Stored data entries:
☆ ☆ ☆

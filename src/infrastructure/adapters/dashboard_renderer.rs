//! 대시보드 렌더링 포트 구현 어댑터.

use std::env;
use std::io::{self, IsTerminal};

use crate::application::ports::DashboardRenderer;
use crate::domain::audit::{AuditResult, Platform};
use crate::infrastructure::render::render_dashboard;

/// stdout이 TTY이고 `NO_COLOR`가 없을 때만 색을 입힌다.
pub struct TerminalDashboardRenderer {
    color: bool,
}

impl Default for TerminalDashboardRenderer {
    fn default() -> Self {
        Self {
            color: io::stdout().is_terminal() && env::var_os("NO_COLOR").is_none(),
        }
    }
}

impl DashboardRenderer for TerminalDashboardRenderer {
    fn render(&self, result: &AuditResult, selected_platform: Platform) -> String {
        render_dashboard(result, selected_platform, self.color)
    }
}
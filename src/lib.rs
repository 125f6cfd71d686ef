//! vidaudit library root.
//! Clean Architecture 계층(domain/application/infrastructure/interface)을 외부에 노출한다.

use anyhow::Result;

pub mod application;
pub mod domain;
pub mod infrastructure;
pub mod interface;

use interface::cli::{AppComposition, AuditOptions};

/// 라이브러리 직접 호출용 단발 감사 함수. 감사가 성공하면 `true`.
pub async fn run(options: AuditOptions) -> Result<bool> {
    let composition = AppComposition::default();
    interface::cli::run_audit_command(&composition, options).await
}

/// 설정 점검 JSON 출력용 함수.
pub fn inspect_config_pretty_json() -> Result<String> {
    let composition = AppComposition::default();
    composition.inspect_config_usecase().execute()
}
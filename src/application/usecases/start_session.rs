//! 설정을 읽어 감사 폼 초기값과 completion 게이트웨이를 준비하는 유스케이스.

use anyhow::{Context, Result};

use crate::application::ports::{
    CompletionGateway, CompletionGatewayFactory, ConfigRepository, CredentialResolver,
};
use crate::domain::audit::AuditForm;

/// 폼 초기값 + 호출 준비가 끝난 게이트웨이.
pub struct PreparedSession {
    pub form: AuditForm,
    pub gateway: Box<dyn CompletionGateway>,
    /// 기본 자격증명 출처(inline/env:NAME). 값 자체는 담지 않는다.
    pub credential_source: Option<String>,
}

pub struct StartSessionUseCase<'a> {
    pub config_repo: &'a dyn ConfigRepository,
    pub credential_resolver: &'a dyn CredentialResolver,
    pub gateway_factory: &'a dyn CompletionGatewayFactory,
}

impl<'a> StartSessionUseCase<'a> {
    pub fn execute(&self) -> Result<PreparedSession> {
        let config = self.config_repo.load().context("failed to load config")?;
        let gateway = self
            .gateway_factory
            .build(&config)
            .context("failed to prepare completion endpoint")?;
        let resolution = self.credential_resolver.resolve(&config);

        tracing::debug!(
            gateway = gateway.name(),
            credential_source = resolution.source.as_deref().unwrap_or("none"),
            "session prepared"
        );

        Ok(PreparedSession {
            form: AuditForm {
                platform: config.default_platform(),
                input_mode: config.default_input_mode(),
                credential: resolution.credential.unwrap_or_default(),
                ..AuditForm::default()
            },
            gateway,
            credential_source: resolution.source,
        })
    }
}
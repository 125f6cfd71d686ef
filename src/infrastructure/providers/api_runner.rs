//! Provider HTTP API 호출 공용 유틸리티.

use reqwest::{Client, RequestBuilder};
use serde_json::Value;

use crate::domain::audit::CompletionError;

/// Provider API 호출용 기본 HTTP 클라이언트를 생성한다.
/// 타임아웃은 전송 계층 기본값을 그대로 쓴다.
pub fn build_api_client() -> Client {
    // TLS 설정 실패 등 예외 상황에서는 기본 클라이언트로 폴백한다.
    Client::builder()
        .user_agent(concat!("vidaudit/", env!("CARGO_PKG_VERSION")))
        .build()
        .unwrap_or_else(|_| Client::new())
}

/// JSON 응답을 기대하는 요청을 전송하고 실패/파싱 오류를 표준화한다.
pub async fn send_json(request: RequestBuilder) -> Result<Value, CompletionError> {
    let response = request
        .send()
        .await
        .map_err(|err| CompletionError::Transport(err.to_string()))?;

    let status = response.status();
    let body = response
        .text()
        .await
        .map_err(|err| CompletionError::Transport(err.to_string()))?;

    if !status.is_success() {
        tracing::debug!(
            status = status.as_u16(),
            body_len = body.len(),
            "completion endpoint returned error"
        );
        return Err(CompletionError::Status {
            status: status.as_u16(),
            message: extract_error_message(&body),
        });
    }

    serde_json::from_str(&body).map_err(|_| CompletionError::InvalidBody)
}

/// 오류 응답 본문에서 `error.message`를 꺼낸다. 파싱 불가/빈 값이면 `None`.
pub fn extract_error_message(body: &str) -> Option<String> {
    let value: Value = serde_json::from_str(body).ok()?;
    value
        .pointer("/error/message")
        .and_then(Value::as_str)
        .map(str::trim)
        .filter(|msg| !msg.is_empty())
        .map(str::to_string)
}

/// 성공 응답에서 `choices[0].message.content`를 꺼낸다. 없으면 빈 문자열.
pub fn extract_message_content(response: &Value) -> String {
    response
        .pointer("/choices/0/message/content")
        .and_then(Value::as_str)
        .unwrap_or_default()
        .to_string()
}

#[cfg(test)]
mod tests {
    use serde_json::json;

    use super::*;

    #[test]
    fn error_message_is_read_from_envelope() {
        assert_eq!(
            extract_error_message(r#"{"error":{"message":"bad key","type":"invalid_request_error"}}"#),
            Some("bad key".to_string())
        );
    }

    #[test]
    fn unparsable_or_empty_error_body_yields_none() {
        assert_eq!(extract_error_message("<html>502 Bad Gateway</html>"), None);
        assert_eq!(extract_error_message(r#"{"error":{"message":""}}"#), None);
        assert_eq!(extract_error_message(r#"{"detail":"nope"}"#), None);
    }

    #[test]
    fn content_is_taken_from_first_choice() {
        let response = json!({
            "choices": [
                {"message": {"role": "assistant", "content": "{\"score\":1}"}},
                {"message": {"role": "assistant", "content": "second"}}
            ]
        });
        assert_eq!(extract_message_content(&response), "{\"score\":1}");
    }

    #[test]
    fn missing_choices_yield_empty_text() {
        assert_eq!(extract_message_content(&json!({"choices": []})), "");
        assert_eq!(extract_message_content(&json!({})), "");
    }
}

☆ ☆ ☆

Work request:
In which lines of the records does the word "execute" appear? Copy each of them.

Final answer:
    composition.inspect_config_usecase().execute()
    pub fn execute(&self) -> Result<PreparedSession> {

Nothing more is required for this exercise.